As Enta defends the spot by the river where he and Kazuki used to practice by getting into a fight with two other players, the two “Otter” cops create another Kappa Zombie, this one from Otone’s kisu-loving boyfriend. His head takes the form of a kisu, but he’s a Don Juan who has many women and many kisses, obsessed with quantity over quality.

Enta fantasizes again that Kazuki comes to rescue him, but it’s just Kuji, who doesn’t get why Enta got in a fight he had no chance of winning. Enta is committed to protecting the Golden Duo’s practice spot…in the off-chance Kazuki comes back to him.

The Kappa Zombie alert is then sounded (with Sara doing a wonderful homage to Castle in the Sky), and rather than cats last week the sky is full of brides, all of them drawn to the zombie, who turns them to kisu with a kiss. The three lads are transformed by Keppi, do their attack song and dance, and extract the zombie’s shirikodama.

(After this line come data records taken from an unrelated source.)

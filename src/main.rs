//! IOC Enrichr - Bounded fan-out IOC enrichment with distributed tracing
//!
//! Reads a list of indicators, enriches them through the example module and
//! writes the results to stdout.

use clap::Parser;
use ioc_enrichr::config::Config;
use ioc_enrichr::logging::AppLogger;
use ioc_enrichr::modules::ExampleModule;
use ioc_enrichr::tracing::{init_subscriber, OtelBackend, TracerLogger};
use ioc_enrichr::triage::{IocType, TriageModule, TriageRequest};
use opentelemetry::Context;
use std::path::PathBuf;
use std::sync::Arc;
use tokio_util::sync::CancellationToken;
use tracing::{info, warn};

/// IOC Enrichr - enrich threat indicators with bounded concurrent lookups
#[derive(Parser, Debug)]
#[command(name = "ioc-enrichr")]
#[command(author, version, about, long_about = None)]
struct Args {
    /// Path to configuration file
    #[arg(short, long, default_value = "config.yaml")]
    config: PathBuf,

    /// File with one indicator per line ("-" for stdin)
    #[arg(short, long, default_value = "-")]
    input: PathBuf,

    /// Indicator type (domain, ip, email, cve, md5, sha256, ...)
    #[arg(short = 't', long, default_value = "domain")]
    ioc_type: String,

    /// Whether to output full dumps of the fetched data
    #[arg(long)]
    verbose: bool,
}

fn read_indicators(input: &PathBuf) -> anyhow::Result<Vec<String>> {
    let content = if input.as_os_str() == "-" {
        std::io::read_to_string(std::io::stdin())?
    } else {
        std::fs::read_to_string(input)?
    };

    Ok(content
        .lines()
        .map(str::trim)
        .filter(|line| !line.is_empty())
        .map(str::to_string)
        .collect())
}

#[tokio::main]
async fn main() -> anyhow::Result<()> {
    let args = Args::parse();

    // Load configuration
    let config = Config::load(&args.config)?;

    // Install the layered subscriber and the tracer provider
    let guard = init_subscriber(&config.tracing_config())?;

    info!("Starting IOC Enrichr v{}", env!("CARGO_PKG_VERSION"));

    let logger = AppLogger::new(config.logging.tags.clone(), config.logging.labels.clone());
    let backend = Arc::new(OtelBackend::new(guard.provider().clone()));
    let tracer = Arc::new(TracerLogger::new(backend, logger));

    // Ctrl-C stops new admissions; in-flight lookups finish
    let cancel = CancellationToken::new();
    let ctrl_c_cancel = cancel.clone();
    tokio::spawn(async move {
        if tokio::signal::ctrl_c().await.is_ok() {
            warn!("Interrupt received, stopping new lookups");
            ctrl_c_cancel.cancel();
        }
    });

    let iocs = read_indicators(&args.input)?;
    let ioc_type: IocType = args.ioc_type.parse()?;
    let request = TriageRequest {
        iocs,
        ioc_type,
        verbose: args.verbose,
    };

    info!(
        indicators = request.iocs.len(),
        ioc_type = %request.ioc_type,
        "Running triage"
    );

    let module = ExampleModule::new(&config.enrich, Arc::clone(&tracer))?;
    let results = module.triage(&Context::new(), &cancel, &request).await?;

    for data in &results {
        println!("# {}", data.title);
        for line in &data.metadata {
            println!("## {}", line);
        }
        println!("{}", data.data);
    }

    // Flush spans before exit, on a fresh token so an interrupt above does
    // not skip the flush
    if let Err(e) = tracer.close(&CancellationToken::new()).await {
        warn!(error = %e, "Tracer shutdown incomplete");
    }

    Ok(())
}
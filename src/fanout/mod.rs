//! Bounded fan-out scheduling
//!
//! Dispatches one lookup per indicator key with a hard bound on how many run
//! at once, wraps every lookup in its own trace span, and aggregates
//! per-key outcomes into a map. Per-item failures are isolated: a failed
//! lookup is recorded against its key and never aborts the batch.
//!
//! Admission acquires a semaphore permit with a cancellation-aware wait
//! *before* the worker is spawned, so the concurrency limit is a true bound
//! and cancellation stops new admissions without aborting in-flight lookups.
//!
//! # Example
//!
//! ```no_run
//! use ioc_enrichr::fanout::{FanOut, LookupOperation};
//! use ioc_enrichr::logging::AppLogger;
//! use ioc_enrichr::tracing::{OtelBackend, TracerLogger};
//! use opentelemetry::Context;
//! use std::sync::Arc;
//! use tokio_util::sync::CancellationToken;
//!
//! # async fn example() {
//! let backend = Arc::new(OtelBackend::new(
//!     opentelemetry_sdk::trace::TracerProvider::builder().build(),
//! ));
//! let tracer = Arc::new(TracerLogger::new(backend, AppLogger::default()));
//!
//! let fanout = FanOut::new(tracer, LookupOperation::new("WhoisLookup", "whois", "", "domainLookup"));
//! let keys = vec!["example.com".to_string(), "example.org".to_string()];
//!
//! let results = fanout
//!     .run(&Context::new(), &CancellationToken::new(), &keys, |_cx, key| async move {
//!         Ok(format!("registrar for {}", key))
//!     })
//!     .await;
//!
//! assert_eq!(results.len(), 2);
//! # }
//! ```

pub mod aggregator;

pub use aggregator::ResultAggregator;

use crate::tracing::TracerLogger;
use opentelemetry::Context;
use std::collections::HashMap;
use std::future::Future;
use std::sync::Arc;
use tokio::sync::Semaphore;
use tokio::task::JoinSet;
use tokio_util::sync::CancellationToken;

/// Maximum lookups in flight per fan-out call unless configured otherwise.
pub const DEFAULT_CONCURRENCY_LIMIT: usize = 5;

/// The outcome of one admitted lookup.
///
/// Explicit on purpose: an absent key means "not processed" (for example the
/// admission loop was cancelled first), while `Failed` means the lookup ran
/// and errored, carrying the failure reason.
#[derive(Debug, Clone, PartialEq, Eq)]
pub enum Outcome<R> {
    /// The lookup returned a report
    Report(R),
    /// The lookup failed; no data for this key
    Failed(String),
}

impl<R> Outcome<R> {
    pub fn is_report(&self) -> bool {
        matches!(self, Outcome::Report(_))
    }

    /// The report, if the lookup succeeded.
    pub fn report(&self) -> Option<&R> {
        match self {
            Outcome::Report(report) => Some(report),
            Outcome::Failed(_) => None,
        }
    }

    /// The failure reason, if the lookup failed.
    pub fn failure(&self) -> Option<&str> {
        match self {
            Outcome::Report(_) => None,
            Outcome::Failed(reason) => Some(reason),
        }
    }
}

/// Aggregated outcomes keyed by indicator.
pub type ResultMap<R> = HashMap<String, Outcome<R>>;

/// Span naming for one integration's lookups, in the
/// `name` / `type.subtype.action` scheme the tracer expects.
#[derive(Debug, Clone)]
pub struct LookupOperation {
    pub name: String,
    pub operation_type: String,
    pub operation_sub_type: String,
    pub operation_action: String,
}

impl LookupOperation {
    pub fn new(name: &str, operation_type: &str, sub_type: &str, action: &str) -> Self {
        Self {
            name: name.to_string(),
            operation_type: operation_type.to_string(),
            operation_sub_type: sub_type.to_string(),
            operation_action: action.to_string(),
        }
    }
}

/// Bounded fan-out scheduler.
///
/// One instance per integration, carrying the tracer, the span naming and
/// the concurrency limit. Each [`FanOut::run`] call owns its result map and
/// its permit pool; the tracer is shared process-wide state.
pub struct FanOut {
    tracer: Arc<TracerLogger>,
    operation: LookupOperation,
    concurrency_limit: usize,
}

impl FanOut {
    pub fn new(tracer: Arc<TracerLogger>, operation: LookupOperation) -> Self {
        Self {
            tracer,
            operation,
            concurrency_limit: DEFAULT_CONCURRENCY_LIMIT,
        }
    }

    /// Override the concurrency limit. A zero limit would admit nothing, so
    /// it is clamped to one.
    pub fn with_concurrency_limit(mut self, limit: usize) -> Self {
        self.concurrency_limit = limit.max(1);
        self
    }

    /// Run `lookup` once per key, at most `concurrency_limit` at a time, and
    /// collect the outcomes.
    ///
    /// Keys are admitted in input order; admission waits for a free slot or
    /// for `cancel` to fire, whichever comes first. Cancellation stops new
    /// admissions but lets in-flight lookups run to completion. The call
    /// returns only after every admitted worker has finished.
    ///
    /// Per-key failures are not escalated: they appear as
    /// [`Outcome::Failed`] entries, with the error attached to that key's
    /// span.
    pub async fn run<R, F, Fut>(
        &self,
        cx: &Context,
        cancel: &CancellationToken,
        keys: &[String],
        lookup: F,
    ) -> ResultMap<R>
    where
        R: Send + 'static,
        F: Fn(Context, String) -> Fut,
        Fut: Future<Output = anyhow::Result<R>> + Send + 'static,
    {
        let slots = Arc::new(Semaphore::new(self.concurrency_limit));
        let aggregator = Arc::new(ResultAggregator::new());
        let mut workers = JoinSet::new();

        for key in keys {
            // biased: a cancelled token must win over a free slot so that a
            // pre-cancelled call admits nothing.
            let permit = tokio::select! {
                biased;
                _ = cancel.cancelled() => break,
                permit = Arc::clone(&slots).acquire_owned() => match permit {
                    Ok(permit) => permit,
                    Err(_) => break,
                },
            };

            let (mut span, span_cx) = self.tracer.start_span(
                cx,
                &self.operation.name,
                &self.operation.operation_type,
                &self.operation.operation_sub_type,
                &self.operation.operation_action,
            );

            let fut = lookup(span_cx, key.clone());
            let aggregator = Arc::clone(&aggregator);
            let key = key.clone();

            workers.spawn(async move {
                // Held until this worker is done
                let _permit = permit;

                match fut.await {
                    Ok(report) => {
                        aggregator.set(key, Outcome::Report(report));
                    }
                    Err(err) => {
                        span.add_error(err.as_ref());
                        aggregator.set(key, Outcome::Failed(format!("{:#}", err)));
                    }
                }

                span.end();
            });
        }

        // Completion barrier: every admitted worker signals through the set.
        while workers.join_next().await.is_some() {}

        aggregator.take()
    }
}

All three parts of the ensuing sarazanmai are related to Enta’s long-standing secret crush on Kazuki. We see Enta smelling Kazuki’s clothes, playing his recorder (for an indirect kiss), and finally his more recent kiss with a sleeping Sara!Kazuki.

The zombie thus vanquished and its desire assimilated, Otone and all the other women wake up and completely forget Mr. Kisu…as if he had never existed. He even disappears from photos, Back to the Future-style! Enta confesses his love to Kazuki and just when they seem poised to kiss, it’s only another fantasy; “Kazuki” is just Keppi.

Thanks to Kazuki’s obliviousness and Kuji’s lack of really caring, Enta’s secret seems to be secure—or at least emotionally tabled—for now. The next time he’s with Haruka (who we see in a wheelchair for the first time), Enta declares he’s going to “give up” on trying to win Kazuki over.

Part of that is that he saw a random mouse making off with the miçanga meant for Kazuki as a sign that it’s not to be. But then Haruka produces Kazuki’s original miçanga, saved from the trash, and asks Enta to keep trying to get Kazuki back into soccer.

Meanwhile, the Otter Cops are scolded by their boss, who is “otterly” furious at their lack of progress due to kappa-related interference (I hope he’s just a giant talking otter, for the record). With his frustration in mind, I wonder how much longer the kappa zombie fights will remain as easy as they’ve been.